Measuring AI’s Environmental Impacts Requires Empirical Research and StandardsTamara Kneese / Feb 12, 2024
On February 1, Senator Edward Markey’s (D-MA) office— along with Senator Martin Heinrich (D-NM), Representative Anna Eshoo (D-CA), and Representative Don Beyer (D-VA)—introduced the Artificial Intelligence Environmental Impacts Act of 2024. The bill calls for the Environmental Protection Authority to direct a study on the environmental impacts of artificial intelligence (AI) across its lifecycle, from the mining of rare earth minerals and the manufacturing and disposal of chips, to the training and use of models. It also calls for the National Institute of Standards and Technology (NIST) to develop standards for measuring and reporting AI’s environmental impacts.
The organization I work for, Data & Society, endorsed the bill — an unusual move for us as an independent research nonprofit, and one we took because the legislation supports our goal of using empirical, sociotechnical research to inform policy decisions.
We know that climate change is already here and that we must swiftly reduce greenhouse gas emissions in order to prevent the worst climate outcomes. The United Nations Intergovernmental Panel on Climate Change’s 2023 report stated that emissions must be halved by 2030 to limit warming to 1.5 degrees Celsius. Already, 2023 was the warmest year on record. And climate change will only exacerbate existing inequalities; climate disasters disproportionately impact poorer countries in the Global South. Even before the recent AI boom, the information and communication technology industry was contributing to the problem, consisting of roughly 1.5 to 4% of worldwide emissions.
It is clear that the rush to deploy generative AI and other AI systems is increasing emissions at a time that the planet cannot afford it. A recent report by the International Energy Agency estimates that the growth of cryptocurrencies and AI will cause energy consumption in data centers to double by 2026, using as much energy per year as the entire country of Japan. Data centers strain the grid in places where energy infrastructure is already brittle, and the energy demands of AI are also reviving coal plants.

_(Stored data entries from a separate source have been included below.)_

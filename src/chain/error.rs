use crate::graph::NodeId;
use thiserror::Error;

/// Error type for chain enumeration and rendering.
#[derive(Error, Debug, Clone, PartialEq, Eq)]
pub enum ChainError {
    /// A chain needs at least one state.
    #[error("Chain length must be at least 1.")]
    ZeroLength,

    /// A chain refers to a node id that its graph does not contain.
    #[error("NodeId {0} not found in state graph")]
    NodeNotFound(NodeId),
}
// states.rs
// ──────────────────────────────────────────────────────────────────────────────
// Land borders between the 50 US states (water-only borders excluded).
// Alaska and Hawaii have no land neighbors and only ever appear in chains of
// length one.
// ──────────────────────────────────────────────────────────────────────────────

/// One row of an adjacency table: a state, its postal code and the names of
/// the states it borders, in the order they are explored.
#[derive(Clone, Copy, Debug, PartialEq, Eq)]
pub struct StateEntry {
    pub name: &'static str,
    pub code: &'static str,
    pub neighbors: &'static [&'static str],
}

/// Shorthand used to keep the table below readable.
pub const fn entry(
    name: &'static str,
    code: &'static str,
    neighbors: &'static [&'static str],
) -> StateEntry {
    StateEntry {
        name,
        code,
        neighbors,
    }
}

/// The embedded adjacency table, in declaration order.
pub const US_STATES: &[StateEntry] = &[
    entry("Alabama", "AL", &["Mississippi", "Tennessee", "Florida", "Georgia"]),
    entry("Alaska", "AK", &[]),
    entry("Arizona", "AZ", &["Nevada", "New Mexico", "Utah", "California", "Colorado"]),
    entry(
        "Arkansas",
        "AR",
        &[
            "Oklahoma",
            "Tennessee",
            "Texas",
            "Louisiana",
            "Mississippi",
            "Missouri",
        ],
    ),
    entry("California", "CA", &["Oregon", "Arizona", "Nevada"]),
    entry(
        "Colorado",
        "CO",
        &[
            "New Mexico",
            "Oklahoma",
            "Utah",
            "Wyoming",
            "Arizona",
            "Kansas",
            "Nebraska",
        ],
    ),
    entry("Connecticut", "CT", &["New York", "Rhode Island", "Massachusetts"]),
    entry("Delaware", "DE", &["New Jersey", "Pennsylvania", "Maryland"]),
    entry("Florida", "FL", &["Georgia", "Alabama"]),
    entry(
        "Georgia",
        "GA",
        &[
            "North Carolina",
            "South Carolina",
            "Tennessee",
            "Alabama",
            "Florida",
        ],
    ),
    entry("Hawaii", "HI", &[]),
    entry("Idaho", "ID", &["Utah", "Washington", "Wyoming", "Montana", "Nevada", "Oregon"]),
    entry("Illinois", "IL", &["Kentucky", "Missouri", "Wisconsin", "Indiana", "Iowa", "Michigan"]),
    entry("Indiana", "IN", &["Michigan", "Ohio", "Illinois", "Kentucky"]),
    entry(
        "Iowa",
        "IA",
        &[
            "Nebraska",
            "South Dakota",
            "Wisconsin",
            "Illinois",
            "Minnesota",
            "Missouri",
        ],
    ),
    entry("Kansas", "KS", &["Nebraska", "Oklahoma", "Colorado", "Missouri"]),
    entry(
        "Kentucky",
        "KY",
        &[
            "Tennessee",
            "Virginia",
            "West Virginia",
            "Illinois",
            "Indiana",
            "Missouri",
            "Ohio",
        ],
    ),
    entry("Louisiana", "LA", &["Texas", "Arkansas", "Mississippi"]),
    entry("Maine", "ME", &["New Hampshire"]),
    entry("Maryland", "MD", &["Virginia", "West Virginia", "Delaware", "Pennsylvania"]),
    entry(
        "Massachusetts",
        "MA",
        &[
            "New York",
            "Rhode Island",
            "Vermont",
            "Connecticut",
            "New Hampshire",
        ],
    ),
    entry("Michigan", "MI", &["Ohio", "Wisconsin", "Illinois", "Indiana"]),
    entry("Minnesota", "MN", &["North Dakota", "South Dakota", "Wisconsin", "Iowa"]),
    entry("Mississippi", "MS", &["Louisiana", "Tennessee", "Alabama", "Arkansas"]),
    entry(
        "Missouri",
        "MO",
        &[
            "Nebraska",
            "Oklahoma",
            "Tennessee",
            "Arkansas",
            "Illinois",
            "Iowa",
            "Kansas",
            "Kentucky",
        ],
    ),
    entry("Montana", "MT", &["South Dakota", "Wyoming", "Idaho", "North Dakota"]),
    entry("Nebraska", "NE", &["Missouri", "South Dakota", "Wyoming", "Colorado", "Iowa", "Kansas"]),
    entry("Nevada", "NV", &["Idaho", "Oregon", "Utah", "Arizona", "California"]),
    entry("New Hampshire", "NH", &["Vermont", "Maine", "Massachusetts"]),
    entry("New Jersey", "NJ", &["Pennsylvania", "Delaware", "New York"]),
    entry("New Mexico", "NM", &["Oklahoma", "Texas", "Utah", "Arizona", "Colorado"]),
    entry(
        "New York",
        "NY",
        &[
            "Pennsylvania",
            "Vermont",
            "Connecticut",
            "Massachusetts",
            "New Jersey",
        ],
    ),
    entry("North Carolina", "NC", &["Tennessee", "Virginia", "Georgia", "South Carolina"]),
    entry("North Dakota", "ND", &["South Dakota", "Minnesota", "Montana"]),
    entry("Ohio", "OH", &["Michigan", "Pennsylvania", "West Virginia", "Indiana", "Kentucky"]),
    entry("Oklahoma", "OK", &["Missouri", "New Mexico", "Texas", "Arkansas", "Colorado", "Kansas"]),
    entry("Oregon", "OR", &["Nevada", "Washington", "California", "Idaho"]),
    entry(
        "Pennsylvania",
        "PA",
        &[
            "New York",
            "Ohio",
            "West Virginia",
            "Delaware",
            "Maryland",
            "New Jersey",
        ],
    ),
    entry("Rhode Island", "RI", &["Massachusetts", "Connecticut"]),
    entry("South Carolina", "SC", &["North Carolina", "Georgia"]),
    entry(
        "South Dakota",
        "SD",
        &[
            "Nebraska",
            "North Dakota",
            "Wyoming",
            "Iowa",
            "Minnesota",
            "Montana",
        ],
    ),
    entry(
        "Tennessee",
        "TN",
        &[
            "Mississippi",
            "Missouri",
            "North Carolina",
            "Virginia",
            "Alabama",
            "Arkansas",
            "Georgia",
            "Kentucky",
        ],
    ),
    entry("Texas", "TX", &["New Mexico", "Oklahoma", "Arkansas", "Louisiana"]),
    entry("Utah", "UT", &["Nevada", "New Mexico", "Wyoming", "Arizona", "Colorado", "Idaho"]),
    entry("Vermont", "VT", &["New Hampshire", "New York", "Massachusetts"]),
    entry(
        "Virginia",
        "VA",
        &[
            "North Carolina",
            "Tennessee",
            "West Virginia",
            "Kentucky",
            "Maryland",
        ],
    ),
    entry("Washington", "WA", &["Oregon", "Idaho"]),
    entry("West Virginia", "WV", &["Pennsylvania", "Virginia", "Kentucky", "Maryland", "Ohio"]),
    entry("Wisconsin", "WI", &["Michigan", "Minnesota", "Illinois", "Iowa"]),
    entry("Wyoming", "WY", &["Nebraska", "South Dakota", "Utah", "Colorado", "Idaho", "Montana"]),
];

The race for more compute amid the AI boom has also further concentrated power among a handful of companies that control chip production and data centers. Some powerful technologists have called for cleaner energy resources, like nuclear fusion, to accommodate the growing demand for AI, and have sometimes suggested that such choices will lead to more renewable energy infrastructure (a claim also previously made by Bitcoin enthusiasts). But switching to renewable energy is not a silver bullet: the rest of the supply chain is still needed to sustain the growth of AI, including the mining and manufacturing needed to produce specialized AI chips and the water it uses. And even renewable energy sources are not infinite; they also rely upon other infrastructures, which can leave behind massive amounts of waste.
Immediate action is needed. But what kind? The answer depends on what the research tells us — on the results of empirical studies that measure and develop standards for reporting not just emissions, but other environmental and social impacts associated with artificial intelligence. Researchers at Hugging Face have measured the carbon and energy requirements associated with the deployment of AI, rather than only focusing on the requirements of AI training, as is common practice. Green AI advocates have also called for carbon aware computing that considers the technologist’s relationship to the grid; it involves choosing to train models at times of day when there is more renewable energy available. But this does not necessarily cut down on overall emissions if the demand for energy grows. It also fails to address the larger question of equity: is it fair for tech to dominate the world’s energy resources?
While there are efforts underway to make systems more energy efficient and to measure and report emissions, decarbonization is not enough. (Many tech companies focus on energy efficiency because it also translates into cost savings, and can be justified as a business investment.) Data centers also use up water: Researchers have shown how the carbon and water footprints of AI must be weighed against each other, and that companies’ decisions about AI can have disparate regional effects, including in places that are already experiencing drought. And there are the AI supply chain’s outsize impacts on labor to consider, including the workers hired to train AI in precarious conditions, often in the Global South. With so many complex, interconnected considerations and implications, it is crucial for technologists to work with standards bodies, regulators, advocates, and qualitative researchers to determine how best to measure, report, and mitigate the entire range of AI’s impacts on ecosystems, habitats, and communities.
Some prominent technologists claim that we can solve the climate crisis easily enough, perhaps even through technology, reasoning that climate change is therefore less of an existential threat than the hypothetical risks they prefer to ascribe to AI itself. But climate change is happening right now, and to all of us (though its effects will be disproportionately felt by those in the Global South, which for too many makes it easy to dismiss). AI’s contributions to climate change are its real existential risk. To elucidate the urgency and help us understand how to address it, we need meaningful sociotechnical research that reveals the full spectrum of AI’s impacts. That’s what the Artificial Intelligence Environmental Impacts Act would encourage and enable, and why it has our support.